Grandes marcas de calçado desportivo desviam encomendas da Ásia para Portugal
Dificuldades logísticas, subida dos custos de transporte e tendência para cadeias de abastecimento mais curtas fazem disparar procura da indústria portuguesa para a produção de calçado desportivo.
A indústria portuguesa está a ter uma “procura brutal” por parte de grandes clientes americanos, franceses, italianos, alemães ou suecos no segmento do calçado desportivo e que se tem feito sentir sobretudo na zona de Felgueiras, que está especializada neste tipo de produção, com o presidente da associação do setor (APICCAPS) a falar de uma “deslocalização nítida da China e de outros países asiáticos”.
Em declarações ao ECO, Luís Onofre sublinha que este desvio das encomendas é provocado “não só pelas circunstâncias da pandemia” de Covid-19, que estão a levar muitas marcas a optar pelo fornecimento mais próximo (nearshoring) para encurtar a cadeia de abastecimento aos mercados europeus, como pelo aumento do preço e as atuais complicações na área logística e dos transportes.
“Os custos que acarretam são enormíssimos e compensa produzir na Europa.

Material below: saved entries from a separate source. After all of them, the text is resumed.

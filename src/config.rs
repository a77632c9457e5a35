use crate::layout::EngineKind;
use crate::theme::Theme;
use crate::viewport::DEFAULT_FIT_DELAY;
use serde::{Deserialize, Serialize};
use std::io;
use std::path::{Path, PathBuf};
use std::time::Duration;

#[derive(Debug, Clone, Copy, Default, Serialize, Deserialize)]
pub struct LayoutConfig {
    pub engine: EngineKind,
}

#[derive(Debug, Clone, Serialize, Deserialize)]
pub struct CanvasConfig {
    pub fit_delay_ms: u64,
    pub show_grid: bool,
    pub show_minimap: bool,
    pub show_controls: bool,
    /// Clock reading of still frames, in seconds after the view was shown.
    pub animation_time: f32,
}

impl Default for CanvasConfig {
    fn default() -> Self {
        Self {
            fit_delay_ms: DEFAULT_FIT_DELAY.as_millis() as u64,
            show_grid: true,
            show_minimap: true,
            show_controls: true,
            animation_time: 0.0,
        }
    }
}

impl CanvasConfig {
    pub fn fit_delay(&self) -> Duration {
        Duration::from_millis(self.fit_delay_ms)
    }

    pub fn frame_time(&self) -> Duration {
        Duration::from_secs_f32(self.animation_time.max(0.0))
    }
}

#[derive(Debug, Clone, Serialize, Deserialize)]
pub struct RenderConfig {
    /// Canvas width; the height comes from each diagram.
    pub width: f32,
    pub scale: f32,
}

impl Default for RenderConfig {
    fn default() -> Self {
        Self {
            width: 1200.0,
            scale: 1.0,
        }
    }
}

#[derive(Debug, Clone)]
pub struct Config {
    pub theme: Theme,
    pub layout: LayoutConfig,
    pub canvas: CanvasConfig,
    pub render: RenderConfig,
    pub layouts_dir: PathBuf,
    pub dev_tools: bool,
}

impl Default for Config {
    fn default() -> Self {
        Self {
            theme: Theme::default(),
            layout: LayoutConfig::default(),
            canvas: CanvasConfig::default(),
            render: RenderConfig::default(),
            layouts_dir: PathBuf::from("layouts"),
            dev_tools: false,
        }
    }
}

#[derive(Debug, thiserror::Error)]
pub enum ConfigError {
    #[error("failed to read config {path}: {source}")]
    Read {
        path: PathBuf,
        #[source]
        source: io::Error,
    },
    #[error("invalid config {path}: {message}")]
    Parse { path: PathBuf, message: String },
    #[error("unknown theme: {0}")]
    UnknownTheme(String),
}

#[derive(Debug, Default, Deserialize)]
#[serde(rename_all = "camelCase")]
struct ThemeVariables {
    font_family: Option<String>,
    background: Option<String>,
    grid_color: Option<String>,
    edge_label_background: Option<String>,
    edge_label_color: Option<String>,
    minimap_background: Option<String>,
}

#[derive(Debug, Default, Deserialize)]
struct LayoutConfigFile {
    engine: Option<EngineKind>,
}

#[derive(Debug, Default, Deserialize)]
#[serde(rename_all = "camelCase")]
struct CanvasConfigFile {
    fit_delay_ms: Option<u64>,
    show_grid: Option<bool>,
    show_minimap: Option<bool>,
    show_controls: Option<bool>,
    animation_time: Option<f32>,
}

#[derive(Debug, Default, Deserialize)]
#[serde(rename_all = "camelCase")]
struct RenderConfigFile {
    width: Option<f32>,
    scale: Option<f32>,
}

#[derive(Debug, Default, Deserialize)]
#[serde(rename_all = "camelCase")]
struct ConfigFile {
    theme: Option<String>,
    theme_variables: Option<ThemeVariables>,
    layout: Option<LayoutConfigFile>,
    canvas: Option<CanvasConfigFile>,
    render: Option<RenderConfigFile>,
    layouts_dir: Option<PathBuf>,
    dev_tools: Option<bool>,
}

/// Reads a JSON or JSON5 config file and merges it over the defaults.
pub fn load_config(path: Option<&Path>) -> Result<Config, ConfigError> {
    let config = Config::default();
    let Some(path) = path else {
        return Ok(config);
    };

    let contents = std::fs::read_to_string(path).map_err(|source| ConfigError::Read {
        path: path.to_path_buf(),
        source,
    })?;
    let parsed: ConfigFile = json5::from_str(&contents).map_err(|err| ConfigError::Parse {
        path: path.to_path_buf(),
        message: err.to_string(),
    })?;
    apply_config_file(config, parsed)
}

fn apply_config_file(mut config: Config, parsed: ConfigFile) -> Result<Config, ConfigError> {
    if let Some(theme_name) = parsed.theme.as_deref() {
        config.theme =
            Theme::by_name(theme_name).ok_or_else(|| ConfigError::UnknownTheme(theme_name.to_string()))?;
    }

    if let Some(vars) = parsed.theme_variables {
        if let Some(v) = vars.font_family {
            config.theme.font_family = v;
        }
        if let Some(v) = vars.background {
            config.theme.background = v;
        }
        if let Some(v) = vars.grid_color {
            config.theme.grid_color = v;
        }
        if let Some(v) = vars.edge_label_background {
            config.theme.edge_label_background = v;
        }
        if let Some(v) = vars.edge_label_color {
            config.theme.edge_label_color = v;
        }
        if let Some(v) = vars.minimap_background {
            config.theme.minimap_background = v;
        }
    }

    if let Some(engine) = parsed.layout.and_then(|layout| layout.engine) {
        config.layout.engine = engine;
    }

    if let Some(canvas) = parsed.canvas {
        if let Some(v) = canvas.fit_delay_ms {
            config.canvas.fit_delay_ms = v;
        }
        if let Some(v) = canvas.show_grid {
            config.canvas.show_grid = v;
        }
        if let Some(v) = canvas.show_minimap {
            config.canvas.show_minimap = v;
        }
        if let Some(v) = canvas.show_controls {
            config.canvas.show_controls = v;
        }
        if let Some(v) = canvas.animation_time {
            config.canvas.animation_time = v.max(0.0);
        }
    }

    if let Some(render) = parsed.render {
        if let Some(v) = render.width {
            config.render.width = v;
        }
        if let Some(v) = render.scale {
            config.render.scale = v.max(0.1);
        }
    }

    if let Some(dir) = parsed.layouts_dir {
        config.layouts_dir = dir;
    }
    if let Some(v) = parsed.dev_tools {
        config.dev_tools = v;
    }
    Ok(config)
}
//! Command-line front end: list, render, export and dump the diagrams.

use crate::canvas::Canvas;
use crate::config::{Config, load_config};
use crate::diagrams::{self, DIAGRAM_TABS};
use crate::export::LayoutExporter;
use crate::ir::Position;
use crate::layout::EngineKind;
use crate::layout_dump::write_layout_dump;
use crate::render::{render_svg, write_output_png, write_output_svg};
use crate::saved_layout::DirectorySource;
use crate::{PreparedDiagram, prepare};
use anyhow::{Context, Result};
use clap::{Parser, Subcommand, ValueEnum};
use log::{info, warn};
use std::path::{Path, PathBuf};

/// Architecture diagram viewer
#[derive(Parser, Debug)]
#[command(name = "archview", author, version, about, long_about = None)]
pub struct Args {
    /// Config file (JSON or JSON5)
    #[arg(short = 'c', long = "config", global = true)]
    pub config: Option<PathBuf>,

    /// Directory holding saved layouts (<layoutName>.json)
    #[arg(long = "layouts", global = true)]
    pub layouts: Option<PathBuf>,

    /// Layout engine used for diagrams without a complete saved layout
    #[arg(long = "engine", value_enum, global = true)]
    pub engine: Option<EngineKind>,

    /// Enable developer tools such as layout export
    #[arg(long = "dev-tools", global = true)]
    pub dev_tools: bool,

    /// Log level (off, error, warn, info, debug, trace)
    #[arg(long, default_value = "warn", global = true)]
    pub log_level: String,

    #[command(subcommand)]
    pub command: Command,
}

#[derive(Subcommand, Debug)]
pub enum Command {
    /// List the diagram tabs
    List,
    /// Render a diagram tab (or `all`) to SVG or PNG
    Render {
        /// Tab id, or `all`
        #[arg(default_value = diagrams::DEFAULT_TAB)]
        tab: String,

        /// Output file, or directory when rendering `all`. SVG goes to
        /// stdout if omitted.
        #[arg(short = 'o', long = "output")]
        output: Option<PathBuf>,

        /// Output format
        #[arg(short = 'e', long = "outputFormat", value_enum, default_value = "svg")]
        output_format: OutputFormat,

        /// Canvas width
        #[arg(short = 'w', long = "width")]
        width: Option<f32>,
    },
    /// Write the current layout of a tab as a saved-layout document
    Export {
        tab: String,

        /// Directory the document is written to
        #[arg(long = "out-dir", default_value = ".")]
        out_dir: PathBuf,

        /// Move a node before exporting, as `id=x,y`; repeatable
        #[arg(long = "move", value_name = "ID=X,Y")]
        moves: Vec<String>,
    },
    /// Dump the resolved canvas of a tab as JSON
    Dump {
        tab: String,

        #[arg(short = 'o', long = "output")]
        output: PathBuf,
    },
}

#[derive(ValueEnum, Debug, Clone, Copy, PartialEq, Eq)]
pub enum OutputFormat {
    Svg,
    Png,
}

pub fn run(args: &Args) -> Result<()> {
    let config = effective_config(args)?;
    match &args.command {
        Command::List => {
            for tab in DIAGRAM_TABS {
                let layout_name = diagrams::find(tab.id).map_or("", |d| d.layout_name.as_str());
                println!("{:<14} {:<16} {} ({})", tab.id, layout_name, tab.name, tab.description);
            }
            Ok(())
        }
        Command::Render {
            tab,
            output,
            output_format,
            width,
        } => {
            let mut config = config;
            if let Some(width) = width {
                config.render.width = *width;
            }
            if tab == "all" {
                let tabs: Vec<&str> = DIAGRAM_TABS.iter().map(|tab| tab.id).collect();
                let outputs = resolve_multi_outputs(output.as_deref(), *output_format, &tabs)?;
                for (tab, output) in tabs.iter().zip(outputs) {
                    render_tab(&config, tab, Some(&output), *output_format)?;
                }
                Ok(())
            } else {
                render_tab(&config, tab, output.as_deref(), *output_format)
            }
        }
        Command::Export { tab, out_dir, moves } => {
            let mut prepared = prepare_tab(&config, tab)?;
            for arg in moves {
                let (id, position) = parse_move(arg)?;
                prepared
                    .canvas
                    .move_node(&id, position)
                    .with_context(|| format!("cannot move `{id}`"))?;
            }
            let exporter = LayoutExporter::new(config.dev_tools, out_dir, &config.layouts_dir);
            let layout_name = prepared.canvas.layout_name.clone();
            match exporter.export(&prepared.canvas, &layout_name)? {
                Some(path) => println!("{}", path.display()),
                None => warn!("Layout export is a developer tool; pass --dev-tools to enable it"),
            }
            Ok(())
        }
        Command::Dump { tab, output } => {
            let prepared = prepare_tab(&config, tab)?;
            write_layout_dump(output, &prepared.canvas, &prepared.resolved)?;
            info!("Wrote layout dump to {}", output.display());
            Ok(())
        }
    }
}

fn effective_config(args: &Args) -> Result<Config> {
    let mut config = load_config(args.config.as_deref())?;
    if let Some(dir) = &args.layouts {
        config.layouts_dir = dir.clone();
    }
    if let Some(engine) = args.engine {
        config.layout.engine = engine;
    }
    if args.dev_tools {
        config.dev_tools = true;
    }
    Ok(config)
}

fn prepare_tab(config: &Config, tab: &str) -> Result<PreparedDiagram> {
    let source = DirectorySource::new(&config.layouts_dir);
    let mut prepared = prepare(tab, &source, config.layout.engine, config.canvas.fit_delay())
        .ok_or_else(|| anyhow::anyhow!("Activation of `{tab}` was superseded"))?;
    if (prepared.canvas.options().width - config.render.width).abs() > f32::EPSILON {
        prepared.canvas = resized(prepared.canvas, config.render.width);
    }
    Ok(prepared)
}

fn resized(canvas: Canvas, width: f32) -> Canvas {
    let mut canvas = canvas.with_width(width);
    canvas.fit_view(canvas.default_fit_options());
    canvas
}

fn render_tab(config: &Config, tab: &str, output: Option<&Path>, format: OutputFormat) -> Result<()> {
    let prepared = prepare_tab(config, tab)?;
    let svg = render_svg(
        &prepared.canvas,
        &config.theme,
        &config.canvas,
        config.canvas.frame_time(),
    );
    match format {
        OutputFormat::Svg => write_output_svg(&svg, output),
        OutputFormat::Png => {
            let output = output.ok_or_else(|| anyhow::anyhow!("Output path required for png output"))?;
            write_output_png(&svg, output, &config.render, &config.theme)
        }
    }
}

fn parse_move(arg: &str) -> Result<(String, Position)> {
    let (id, coords) = arg
        .split_once('=')
        .ok_or_else(|| anyhow::anyhow!("Expected ID=X,Y, got `{arg}`"))?;
    let (x, y) = coords
        .split_once(',')
        .ok_or_else(|| anyhow::anyhow!("Expected ID=X,Y, got `{arg}`"))?;
    let x: f32 = x.trim().parse().with_context(|| format!("Invalid x in `{arg}`"))?;
    let y: f32 = y.trim().parse().with_context(|| format!("Invalid y in `{arg}`"))?;
    Ok((id.trim().to_string(), Position::new(x, y)))
}

/// Output paths for `render all`: one file per tab, named by layout name.
fn resolve_multi_outputs(output: Option<&Path>, format: OutputFormat, tabs: &[&str]) -> Result<Vec<PathBuf>> {
    let ext = match format {
        OutputFormat::Svg => "svg",
        OutputFormat::Png => "png",
    };
    let base = output.ok_or_else(|| anyhow::anyhow!("Output path required when rendering all tabs"))?;
    let names: Vec<&str> = tabs
        .iter()
        .map(|tab| diagrams::find_or_default(tab).layout_name.as_str())
        .collect();
    if base.is_dir() {
        return Ok(names
            .iter()
            .map(|name| base.join(format!("{name}.{ext}")))
            .collect());
    }
    let stem = base.file_stem().and_then(|s| s.to_str()).unwrap_or("diagram");
    let parent = base.parent().unwrap_or_else(|| Path::new("."));
    Ok(names
        .iter()
        .map(|name| parent.join(format!("{stem}-{name}.{ext}")))
        .collect())
}

#[cfg(test)]
mod tests {
    use super::*;

    #[test]
    fn parses_move_arguments() {
        let (id, position) = parse_move("forecast=10,-20.5").expect("parses");
        assert_eq!(id, "forecast");
        assert_eq!(position, Position::new(10.0, -20.5));
        assert!(parse_move("forecast").is_err());
        assert!(parse_move("forecast=1").is_err());
        assert!(parse_move("forecast=a,b").is_err());
    }

    #[test]
    fn multi_outputs_use_layout_names() {
        let dir = tempfile::tempdir().expect("tempdir");
        let outputs =
            resolve_multi_outputs(Some(dir.path()), OutputFormat::Svg, &["overview", "kubernetes"]).expect("outputs");
        assert_eq!(
            outputs,
            vec![
                dir.path().join("systemOverview.svg"),
                dir.path().join("kubernetesInfra.svg")
            ]
        );
        let outputs =
            resolve_multi_outputs(Some(Path::new("out/arch.png")), OutputFormat::Png, &["message-flow"]).expect("outputs");
        assert_eq!(outputs, vec![PathBuf::from("out/arch-messageFlow.png")]);
        assert!(resolve_multi_outputs(None, OutputFormat::Svg, &["overview"]).is_err());
    }

    #[test]
    fn parses_subcommands() {
        let args = Args::try_parse_from([
            "archview",
            "--dev-tools",
            "export",
            "message-flow",
            "--move",
            "seed=1,2",
        ])
        .expect("parses");
        assert!(args.dev_tools);
        assert_eq!(args.engine, None);
        match args.command {
            Command::Export { tab, moves, .. } => {
                assert_eq!(tab, "message-flow");
                assert_eq!(moves, vec!["seed=1,2".to_string()]);
            }
            other => panic!("unexpected command {other:?}"),
        }
    }

    #[test]
    fn engine_flag_selects_layout_engine() {
        let args = Args::try_parse_from(["archview", "--engine", "ranked", "list"]).expect("parses");
        assert_eq!(args.engine, Some(EngineKind::Ranked));
        assert_eq!(effective_config(&args).expect("config").layout.engine, EngineKind::Ranked);
        assert!(Args::try_parse_from(["archview", "--engine", "elk", "list"]).is_err());
    }

    #[test]
    fn export_writes_document_with_dev_tools() {
        let dir = tempfile::tempdir().expect("tempdir");
        let out = dir.path().to_string_lossy().to_string();
        let args = Args::try_parse_from([
            "archview",
            "--dev-tools",
            "--engine",
            "ranked",
            "--layouts",
            out.as_str(),
            "export",
            "overview",
            "--out-dir",
            out.as_str(),
            "--move",
            "forecast=1,2",
        ])
        .expect("parses");
        run(&args).expect("export runs");
        let contents = std::fs::read_to_string(dir.path().join("systemOverview.json")).expect("written");
        assert!(contents.contains("\"id\": \"forecast\""));
    }
}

É um segmento [casual] que está a começar a voltar. (…) Há uma procura de Portugal pela qualidade, pela rapidez da entrega, pelas circunstâncias atuais. Porque hoje em dia os prazos para as entregas têm de ser mais curtos e cada vez mais a moda é efémera. E Portugal consegue fazer tanto séries pequenas como grandes produções”, descreve o empresário.
No caso da Darita, que trabalha sobretudo em regime de private label e exporta 90% dos artigos para países como os Países Baixos, a Alemanha, o Reino Unido ou a França, é precisamente essa transferência de produção dos países do Oriente para Portugal que faz com que as vendas estejam já a superar os registos anteriores à pandemia. Filipe Mora conta ao ECO que tem “casos de clientes que faziam cá 10% e 90% no outro lado, e agora estão a passar para cá 50%” devido ao acréscimo de custos nesses mercados mais longínquos.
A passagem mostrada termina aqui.